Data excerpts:
━━━━━━━━━━━━━━━━
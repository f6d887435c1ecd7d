//! # Consistency Verifier
//!
//! Local mode checks the catalog against its own invariants (P1–P4, P6);
//! strict-remote mode additionally lists the backend and reconciles it
//! against what the catalog believes exists (spec.md §4.4).

use crate::catalog::Catalog;
use crate::error::{CatalogStateError, CoreError, IntegrityError, Result};
use crate::model::VolumeState;
use crate::object_store::ObjectStore;
use std::collections::HashMap;
use std::sync::Arc;
use tracing::warn;

/// The outcome of a verification pass.
#[derive(Debug, Default, Clone)]
pub struct VerifyReport {
    pub missing: Vec<String>,
    pub extra: Vec<String>,
    pub size_mismatches: Vec<(String, u64, u64)>,
    pub scheduled_for_deletion: Vec<String>,
}

impl VerifyReport {
    pub fn is_clean(&self) -> bool {
        self.missing.is_empty() && self.extra.is_empty() && self.size_mismatches.is_empty()
    }
}

/// Checks the catalog's own consistency without contacting the backend.
/// Rejects partially-recreated or mid-repair catalogs outright, per
/// spec.md §4.4's precondition for purge/compact.
pub fn verify_local(catalog: &Catalog) -> Result<VerifyReport> {
    if catalog.is_partially_recreated()? {
        return Err(CatalogStateError::PartiallyRecreated(std::path::PathBuf::new()).into());
    }
    catalog.verify_consistency()?;
    Ok(VerifyReport::default())
}

/// Lists the backend and reconciles it against the catalog's remote-volume
/// table. Volumes in `deleting` tolerate absence; `uploaded`/`verified` rows
/// must be present with a matching size. Backend blobs matching a row still
/// in `temporary` state (evidence of a crashed session's partial upload) are
/// scheduled for deletion rather than treated as integrity failures.
pub async fn verify_remote(catalog: &Catalog, store: &dyn ObjectStore) -> Result<VerifyReport> {
    let remote_listing = store.list().await?;
    let remote_sizes: HashMap<String, u64> = remote_listing.into_iter().map(|m| (m.name, m.size)).collect();

    let mut report = VerifyReport::default();
    let rows = catalog.list_remote_volumes(None)?;
    let mut known_names: std::collections::HashSet<&str> = std::collections::HashSet::new();

    for row in &rows {
        known_names.insert(row.name.as_str());
        match remote_sizes.get(&row.name) {
            Some(&actual) => {
                if row.state == VolumeState::Temporary {
                    report.scheduled_for_deletion.push(row.name.clone());
                } else if actual != row.size {
                    warn!(volume = %row.name, expected = row.size, actual, "size mismatch");
                    report.size_mismatches.push((row.name.clone(), row.size, actual));
                }
            }
            None => {
                if matches!(row.state, VolumeState::Uploaded | VolumeState::Verified) {
                    report.missing.push(row.name.clone());
                }
                // `deleting` and `uploading` rows tolerate absence.
            }
        }
    }

    for name in remote_sizes.keys() {
        if !known_names.contains(name.as_str()) {
            report.extra.push(name.clone());
        }
    }

    if !report.missing.is_empty() {
        return Err(IntegrityError::BlobMissing {
            name: report.missing[0].clone(),
        }
        .into());
    }
    if let Some((name, expected, actual)) = report.size_mismatches.first().cloned() {
        return Err(IntegrityError::SizeMismatch { name, expected, actual }.into());
    }
    if let Some(name) = report.extra.first().cloned() {
        return Err(IntegrityError::ExtraBlob { name }.into());
    }

    Ok(report)
}

/// Deletes backend blobs `verify_remote` identified as abandoned partial
/// uploads from a crashed session.
pub async fn reap_scheduled(store: &Arc<dyn ObjectStore>, report: &VerifyReport) -> Result<()> {
    for name in &report.scheduled_for_deletion {
        store.delete(name).await?;
    }
    Ok(())
}

/// Outcome of a [`repair`] pass.
#[derive(Debug, Default)]
pub struct RepairReport {
    pub promoted_to_uploaded: usize,
    pub promoted_to_deleted: usize,
    pub abandoned_uploads: usize,
}

/// Reconciles remote-volume rows left mid-transition by a crashed session
/// (spec.md §8 R3, §9): a row stuck `uploading` is promoted to `uploaded` if
/// the backend already has the bytes, otherwise it has no recoverable
/// content (volume bytes are never retained in the catalog itself) and is
/// moved to `deleting` so the next backup/purge cycle stops waiting on it. A
/// row stuck `deleting` is promoted to `deleted` once the backend confirms
/// the blob is actually gone.
pub async fn repair(catalog: &Catalog, store: &dyn ObjectStore) -> Result<RepairReport> {
    let listing = store.list().await?;
    let present: std::collections::HashSet<String> = listing.into_iter().map(|m| m.name).collect();

    let mut report = RepairReport::default();

    for row in catalog.list_remote_volumes(Some(VolumeState::Uploading))? {
        if present.contains(&row.name) {
            catalog.update_remote_volume(row.id, VolumeState::Uploaded, row.hash.as_deref())?;
            report.promoted_to_uploaded += 1;
        } else {
            catalog.update_remote_volume(row.id, VolumeState::Deleting, None)?;
            report.abandoned_uploads += 1;
        }
    }

    for row in catalog.list_remote_volumes(Some(VolumeState::Deleting))? {
        if !present.contains(&row.name) {
            catalog.update_remote_volume(row.id, VolumeState::Deleted, None)?;
            report.promoted_to_deleted += 1;
        }
    }

    Ok(report)
}

#[cfg(test)]
mod tests {
    use super::*;
    use crate::model::VolumeKind;
    use crate::object_store::LocalFsStore;

    #[test]
    fn local_verify_passes_on_empty_catalog() {
        let catalog = Catalog::open_in_memory().unwrap();
        verify_local(&catalog).unwrap();
    }

    #[tokio::test]
    async fn remote_verify_flags_missing_uploaded_volume() {
        let catalog = Catalog::open_in_memory().unwrap();
        let id = catalog.create_remote_volume("v1.zip.aes", VolumeKind::DBlock, 100).unwrap();
        catalog.update_remote_volume(id, VolumeState::Uploading, None).unwrap();
        catalog.update_remote_volume(id, VolumeState::Uploaded, Some("h")).unwrap();

        let dir = tempfile::tempdir().unwrap();
        let store = LocalFsStore::new(dir.path()).unwrap();

        let err = verify_remote(&catalog, &store).await.unwrap_err();
        assert!(matches!(err, CoreError::Integrity(IntegrityError::BlobMissing { .. })));
    }

    #[tokio::test]
    async fn remote_verify_tolerates_deleting_absence() {
        let catalog = Catalog::open_in_memory().unwrap();
        let id = catalog.create_remote_volume("v1.zip.aes", VolumeKind::DBlock, 100).unwrap();
        catalog.update_remote_volume(id, VolumeState::Deleting, None).unwrap();

        let dir = tempfile::tempdir().unwrap();
        let store = LocalFsStore::new(dir.path()).unwrap();

        let report = verify_remote(&catalog, &store).await.unwrap();
        assert!(report.is_clean());
    }
}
━━━━━━━━━━━━━━━━
* YOUR OBJECTIVE
In the entries above, find the line with "self.missing.is_empty() && self.extra.is_empty()" and the line with "let rows = catalog.list_remote_volumes(None)?;", then set down exactly those two and every line between them, nothing else.

* THE COMPLETED TASK
        self.missing.is_empty() && self.extra.is_empty() && self.size_mismatches.is_empty()
    }
}

/// Checks the catalog's own consistency without contacting the backend.
/// Rejects partially-recreated or mid-repair catalogs outright, per
/// spec.md §4.4's precondition for purge/compact.
pub fn verify_local(catalog: &Catalog) -> Result<VerifyReport> {
    if catalog.is_partially_recreated()? {
        return Err(CatalogStateError::PartiallyRecreated(std::path::PathBuf::new()).into());
    }
    catalog.verify_consistency()?;
    Ok(VerifyReport::default())
}

/// Lists the backend and reconciles it against the catalog's remote-volume
/// table. Volumes in `deleting` tolerate absence; `uploaded`/`verified` rows
/// must be present with a matching size. Backend blobs matching a row still
/// in `temporary` state (evidence of a crashed session's partial upload) are
/// scheduled for deletion rather than treated as integrity failures.
pub async fn verify_remote(catalog: &Catalog, store: &dyn ObjectStore) -> Result<VerifyReport> {
    let remote_listing = store.list().await?;
    let remote_sizes: HashMap<String, u64> = remote_listing.into_iter().map(|m| (m.name, m.size)).collect();

    let mut report = VerifyReport::default();
    let rows = catalog.list_remote_volumes(None)?;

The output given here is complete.